WORK ORDER: Begin with the first line of the entries below. Copy each line exactly, stopping after the one that contains "let mut friend = registry".

═════ RECORD EXTRACTS ═════

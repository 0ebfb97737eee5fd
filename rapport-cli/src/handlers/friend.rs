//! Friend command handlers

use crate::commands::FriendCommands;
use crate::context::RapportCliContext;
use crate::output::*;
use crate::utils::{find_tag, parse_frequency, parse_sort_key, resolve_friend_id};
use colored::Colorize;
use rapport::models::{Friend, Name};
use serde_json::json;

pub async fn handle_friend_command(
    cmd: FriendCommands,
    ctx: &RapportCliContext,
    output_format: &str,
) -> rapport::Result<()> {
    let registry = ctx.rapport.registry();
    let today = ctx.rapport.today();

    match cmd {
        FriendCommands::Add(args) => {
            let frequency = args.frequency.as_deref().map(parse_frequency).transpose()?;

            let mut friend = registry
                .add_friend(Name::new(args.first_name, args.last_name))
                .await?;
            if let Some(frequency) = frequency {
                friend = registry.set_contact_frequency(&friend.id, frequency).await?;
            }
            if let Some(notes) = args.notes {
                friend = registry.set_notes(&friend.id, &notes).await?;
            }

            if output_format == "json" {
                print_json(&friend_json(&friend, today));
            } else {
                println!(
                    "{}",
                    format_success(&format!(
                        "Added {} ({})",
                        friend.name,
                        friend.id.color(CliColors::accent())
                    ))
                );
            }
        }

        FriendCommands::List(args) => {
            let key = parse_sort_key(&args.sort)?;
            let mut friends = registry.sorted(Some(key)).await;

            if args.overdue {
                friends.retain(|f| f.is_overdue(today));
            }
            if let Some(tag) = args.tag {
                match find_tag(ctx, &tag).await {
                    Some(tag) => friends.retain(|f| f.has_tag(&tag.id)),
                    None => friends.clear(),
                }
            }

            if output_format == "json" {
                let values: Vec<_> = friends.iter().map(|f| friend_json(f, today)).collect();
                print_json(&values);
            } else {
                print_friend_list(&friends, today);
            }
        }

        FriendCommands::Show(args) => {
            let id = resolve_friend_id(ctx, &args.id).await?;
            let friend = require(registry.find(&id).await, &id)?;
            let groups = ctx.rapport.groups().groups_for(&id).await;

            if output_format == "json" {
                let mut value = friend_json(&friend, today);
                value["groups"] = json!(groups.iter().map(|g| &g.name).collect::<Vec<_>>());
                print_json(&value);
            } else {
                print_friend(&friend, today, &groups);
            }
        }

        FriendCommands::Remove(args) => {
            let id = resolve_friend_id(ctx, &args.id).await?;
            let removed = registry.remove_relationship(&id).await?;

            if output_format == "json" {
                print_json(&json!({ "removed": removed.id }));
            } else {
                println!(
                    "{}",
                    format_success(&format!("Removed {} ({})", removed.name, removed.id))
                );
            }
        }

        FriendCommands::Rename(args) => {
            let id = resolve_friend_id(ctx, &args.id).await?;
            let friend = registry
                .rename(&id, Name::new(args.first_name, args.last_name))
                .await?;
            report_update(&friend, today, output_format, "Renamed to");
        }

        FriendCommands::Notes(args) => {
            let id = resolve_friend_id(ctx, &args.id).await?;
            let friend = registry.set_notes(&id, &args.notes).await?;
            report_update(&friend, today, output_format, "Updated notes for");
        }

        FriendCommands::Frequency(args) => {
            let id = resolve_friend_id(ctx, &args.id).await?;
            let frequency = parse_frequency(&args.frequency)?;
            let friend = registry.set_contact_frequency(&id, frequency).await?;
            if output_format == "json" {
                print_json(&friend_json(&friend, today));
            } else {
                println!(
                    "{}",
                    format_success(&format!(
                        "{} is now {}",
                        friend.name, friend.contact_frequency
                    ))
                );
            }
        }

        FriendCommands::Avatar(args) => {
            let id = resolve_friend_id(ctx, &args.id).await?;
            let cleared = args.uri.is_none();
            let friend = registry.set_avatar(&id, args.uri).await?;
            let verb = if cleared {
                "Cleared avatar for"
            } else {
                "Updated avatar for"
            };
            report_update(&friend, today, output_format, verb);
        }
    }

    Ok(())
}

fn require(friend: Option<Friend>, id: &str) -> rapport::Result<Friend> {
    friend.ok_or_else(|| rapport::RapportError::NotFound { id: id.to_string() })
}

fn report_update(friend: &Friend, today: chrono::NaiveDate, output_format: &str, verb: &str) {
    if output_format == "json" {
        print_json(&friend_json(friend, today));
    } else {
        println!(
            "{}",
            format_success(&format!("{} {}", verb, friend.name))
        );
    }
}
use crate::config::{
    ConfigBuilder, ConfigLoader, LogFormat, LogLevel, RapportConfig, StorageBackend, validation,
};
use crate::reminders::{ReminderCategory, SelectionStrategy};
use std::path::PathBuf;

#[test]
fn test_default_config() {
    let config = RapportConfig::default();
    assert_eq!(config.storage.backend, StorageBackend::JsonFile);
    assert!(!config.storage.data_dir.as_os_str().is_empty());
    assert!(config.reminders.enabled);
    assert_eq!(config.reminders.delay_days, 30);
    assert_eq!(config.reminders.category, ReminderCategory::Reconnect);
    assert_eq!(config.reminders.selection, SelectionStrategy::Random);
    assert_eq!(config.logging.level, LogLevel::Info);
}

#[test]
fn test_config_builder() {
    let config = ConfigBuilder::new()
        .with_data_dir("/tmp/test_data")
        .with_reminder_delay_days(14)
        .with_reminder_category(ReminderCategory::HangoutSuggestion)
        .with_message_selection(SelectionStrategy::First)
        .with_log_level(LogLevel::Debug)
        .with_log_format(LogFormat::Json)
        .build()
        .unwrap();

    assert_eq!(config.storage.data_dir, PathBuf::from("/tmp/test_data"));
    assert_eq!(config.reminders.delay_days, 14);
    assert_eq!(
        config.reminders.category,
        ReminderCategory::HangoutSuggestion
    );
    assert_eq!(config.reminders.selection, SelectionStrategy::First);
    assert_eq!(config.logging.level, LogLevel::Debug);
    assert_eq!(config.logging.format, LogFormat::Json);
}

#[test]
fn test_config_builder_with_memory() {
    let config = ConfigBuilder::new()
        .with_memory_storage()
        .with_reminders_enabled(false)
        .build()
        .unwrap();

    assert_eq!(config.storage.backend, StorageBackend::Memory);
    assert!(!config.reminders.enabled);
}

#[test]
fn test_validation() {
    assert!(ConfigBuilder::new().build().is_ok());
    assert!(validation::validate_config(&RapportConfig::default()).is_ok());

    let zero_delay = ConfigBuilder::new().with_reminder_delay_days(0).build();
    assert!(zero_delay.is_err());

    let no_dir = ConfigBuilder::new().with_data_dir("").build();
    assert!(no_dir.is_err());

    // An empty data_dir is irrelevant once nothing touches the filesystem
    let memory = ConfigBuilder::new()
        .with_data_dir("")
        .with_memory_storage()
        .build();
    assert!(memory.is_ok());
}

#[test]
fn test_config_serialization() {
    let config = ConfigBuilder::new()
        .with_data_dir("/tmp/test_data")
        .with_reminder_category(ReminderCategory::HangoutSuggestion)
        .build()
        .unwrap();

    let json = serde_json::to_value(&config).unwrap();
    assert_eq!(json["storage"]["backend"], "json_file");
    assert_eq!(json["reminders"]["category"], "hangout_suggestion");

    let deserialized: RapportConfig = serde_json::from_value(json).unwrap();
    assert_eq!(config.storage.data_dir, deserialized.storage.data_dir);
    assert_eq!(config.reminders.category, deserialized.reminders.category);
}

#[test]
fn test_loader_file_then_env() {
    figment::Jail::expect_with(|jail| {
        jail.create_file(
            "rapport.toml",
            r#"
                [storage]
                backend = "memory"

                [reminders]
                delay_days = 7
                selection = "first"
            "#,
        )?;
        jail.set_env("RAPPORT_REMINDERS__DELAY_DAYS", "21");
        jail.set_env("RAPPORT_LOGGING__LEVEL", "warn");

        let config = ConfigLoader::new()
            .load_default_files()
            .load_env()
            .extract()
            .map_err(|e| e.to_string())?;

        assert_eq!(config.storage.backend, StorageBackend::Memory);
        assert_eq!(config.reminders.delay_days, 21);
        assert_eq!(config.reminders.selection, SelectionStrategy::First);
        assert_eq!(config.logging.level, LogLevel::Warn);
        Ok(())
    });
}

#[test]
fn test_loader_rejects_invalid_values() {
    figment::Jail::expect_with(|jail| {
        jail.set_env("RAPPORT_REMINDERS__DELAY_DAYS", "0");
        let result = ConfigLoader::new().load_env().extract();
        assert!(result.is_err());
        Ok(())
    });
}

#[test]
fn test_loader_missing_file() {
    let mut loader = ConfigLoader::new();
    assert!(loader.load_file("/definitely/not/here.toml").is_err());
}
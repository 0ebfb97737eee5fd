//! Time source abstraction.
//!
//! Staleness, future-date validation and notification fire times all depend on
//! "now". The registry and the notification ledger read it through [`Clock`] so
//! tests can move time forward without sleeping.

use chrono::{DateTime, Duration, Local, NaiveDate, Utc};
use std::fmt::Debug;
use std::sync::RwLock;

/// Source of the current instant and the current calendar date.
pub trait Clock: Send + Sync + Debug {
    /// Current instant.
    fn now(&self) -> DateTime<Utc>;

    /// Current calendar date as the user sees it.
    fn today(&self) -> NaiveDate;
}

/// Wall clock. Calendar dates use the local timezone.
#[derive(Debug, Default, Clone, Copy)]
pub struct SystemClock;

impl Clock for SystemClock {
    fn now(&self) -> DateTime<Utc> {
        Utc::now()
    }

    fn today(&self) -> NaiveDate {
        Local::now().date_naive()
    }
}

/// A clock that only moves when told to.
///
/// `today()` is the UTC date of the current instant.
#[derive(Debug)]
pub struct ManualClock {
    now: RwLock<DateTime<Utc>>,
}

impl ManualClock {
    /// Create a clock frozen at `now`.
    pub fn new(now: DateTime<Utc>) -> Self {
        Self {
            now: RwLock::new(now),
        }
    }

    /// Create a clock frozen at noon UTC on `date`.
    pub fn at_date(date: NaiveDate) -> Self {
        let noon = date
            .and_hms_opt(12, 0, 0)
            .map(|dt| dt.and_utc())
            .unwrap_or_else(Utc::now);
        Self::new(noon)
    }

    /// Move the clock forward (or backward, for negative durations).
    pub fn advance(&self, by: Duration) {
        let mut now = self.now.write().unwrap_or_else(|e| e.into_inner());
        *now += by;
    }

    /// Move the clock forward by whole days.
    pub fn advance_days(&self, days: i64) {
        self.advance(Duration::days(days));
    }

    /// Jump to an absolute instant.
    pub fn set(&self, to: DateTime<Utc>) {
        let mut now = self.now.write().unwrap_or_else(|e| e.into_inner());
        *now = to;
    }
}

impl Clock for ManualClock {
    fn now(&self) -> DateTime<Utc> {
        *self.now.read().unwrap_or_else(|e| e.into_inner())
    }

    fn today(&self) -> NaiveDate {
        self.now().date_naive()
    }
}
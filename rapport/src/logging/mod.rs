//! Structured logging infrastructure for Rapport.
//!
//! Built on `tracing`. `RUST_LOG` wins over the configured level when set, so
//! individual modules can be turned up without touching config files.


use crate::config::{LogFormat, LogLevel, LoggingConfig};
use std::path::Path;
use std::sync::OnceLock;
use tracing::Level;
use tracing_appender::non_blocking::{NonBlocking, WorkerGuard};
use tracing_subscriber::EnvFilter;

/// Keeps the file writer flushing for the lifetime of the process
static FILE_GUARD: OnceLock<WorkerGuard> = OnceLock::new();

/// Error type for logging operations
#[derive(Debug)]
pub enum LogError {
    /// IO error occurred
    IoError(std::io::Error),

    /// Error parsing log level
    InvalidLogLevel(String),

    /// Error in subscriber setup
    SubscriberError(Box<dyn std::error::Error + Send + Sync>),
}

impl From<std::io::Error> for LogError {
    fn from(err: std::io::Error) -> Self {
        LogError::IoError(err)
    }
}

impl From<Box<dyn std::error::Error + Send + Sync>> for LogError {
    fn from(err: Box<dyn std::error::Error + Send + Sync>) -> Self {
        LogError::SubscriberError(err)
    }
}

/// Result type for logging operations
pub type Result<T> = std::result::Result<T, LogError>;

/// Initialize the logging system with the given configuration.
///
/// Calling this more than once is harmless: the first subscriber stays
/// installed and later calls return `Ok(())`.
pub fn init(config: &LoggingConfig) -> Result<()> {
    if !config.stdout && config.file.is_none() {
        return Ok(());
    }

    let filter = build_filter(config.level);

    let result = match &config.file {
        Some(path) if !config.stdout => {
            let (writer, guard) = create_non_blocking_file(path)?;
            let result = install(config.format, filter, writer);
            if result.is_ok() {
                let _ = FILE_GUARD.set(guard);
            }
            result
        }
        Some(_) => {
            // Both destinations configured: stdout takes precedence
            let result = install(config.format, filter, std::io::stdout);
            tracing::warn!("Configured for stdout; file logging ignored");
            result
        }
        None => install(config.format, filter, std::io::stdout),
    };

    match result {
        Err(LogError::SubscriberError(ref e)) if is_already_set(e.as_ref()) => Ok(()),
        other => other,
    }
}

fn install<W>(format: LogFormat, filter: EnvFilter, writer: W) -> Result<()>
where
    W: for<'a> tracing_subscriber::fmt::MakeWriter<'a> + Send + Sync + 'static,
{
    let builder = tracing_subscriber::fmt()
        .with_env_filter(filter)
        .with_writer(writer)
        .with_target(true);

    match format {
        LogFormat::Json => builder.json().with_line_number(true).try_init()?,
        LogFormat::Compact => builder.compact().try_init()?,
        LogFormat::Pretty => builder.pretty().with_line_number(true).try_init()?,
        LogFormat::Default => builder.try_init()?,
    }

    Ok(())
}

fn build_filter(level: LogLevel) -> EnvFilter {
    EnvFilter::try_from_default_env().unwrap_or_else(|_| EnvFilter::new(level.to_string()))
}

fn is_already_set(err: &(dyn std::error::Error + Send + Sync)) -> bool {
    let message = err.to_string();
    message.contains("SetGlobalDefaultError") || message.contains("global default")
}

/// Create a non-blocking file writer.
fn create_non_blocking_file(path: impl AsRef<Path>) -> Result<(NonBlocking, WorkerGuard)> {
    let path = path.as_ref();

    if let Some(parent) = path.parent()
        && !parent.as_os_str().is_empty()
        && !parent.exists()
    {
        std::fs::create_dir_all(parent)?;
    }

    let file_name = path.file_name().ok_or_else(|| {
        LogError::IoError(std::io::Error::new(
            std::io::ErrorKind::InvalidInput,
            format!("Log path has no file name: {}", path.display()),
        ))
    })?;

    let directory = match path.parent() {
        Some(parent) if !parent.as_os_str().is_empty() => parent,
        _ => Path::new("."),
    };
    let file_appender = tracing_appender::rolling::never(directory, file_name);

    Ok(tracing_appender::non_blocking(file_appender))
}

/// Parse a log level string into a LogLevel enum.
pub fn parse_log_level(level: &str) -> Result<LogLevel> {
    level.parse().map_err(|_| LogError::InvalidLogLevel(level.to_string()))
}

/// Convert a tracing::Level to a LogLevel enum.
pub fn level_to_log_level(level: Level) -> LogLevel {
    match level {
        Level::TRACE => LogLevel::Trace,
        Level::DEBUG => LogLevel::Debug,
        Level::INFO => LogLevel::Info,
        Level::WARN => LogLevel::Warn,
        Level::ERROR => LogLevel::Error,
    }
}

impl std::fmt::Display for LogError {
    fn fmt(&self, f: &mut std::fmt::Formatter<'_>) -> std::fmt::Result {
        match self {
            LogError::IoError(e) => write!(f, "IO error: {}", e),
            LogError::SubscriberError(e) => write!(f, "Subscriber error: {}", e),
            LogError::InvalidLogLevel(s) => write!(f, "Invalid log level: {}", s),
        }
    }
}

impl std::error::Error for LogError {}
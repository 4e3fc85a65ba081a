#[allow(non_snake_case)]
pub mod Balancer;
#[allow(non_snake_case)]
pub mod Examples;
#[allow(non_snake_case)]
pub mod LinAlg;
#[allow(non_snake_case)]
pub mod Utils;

═════

RESPONSE AREA:
repository 0ebfb97737eee5fd
filename rapport-cli/src/handlers/friend.rs
//! Friend command handlers

use crate::commands::FriendCommands;
use crate::context::RapportCliContext;
use crate::output::*;
use crate::utils::{find_tag, parse_frequency, parse_sort_key, resolve_friend_id};
use colored::Colorize;
use rapport::models::{Friend, Name};
use serde_json::json;

pub async fn handle_friend_command(
    cmd: FriendCommands,
    ctx: &RapportCliContext,
    output_format: &str,
) -> rapport::Result<()> {
    let registry = ctx.rapport.registry();
    let today = ctx.rapport.today();

    match cmd {
        FriendCommands::Add(args) => {
            let frequency = args.frequency.as_deref().map(parse_frequency).transpose()?;

            let mut friend = registry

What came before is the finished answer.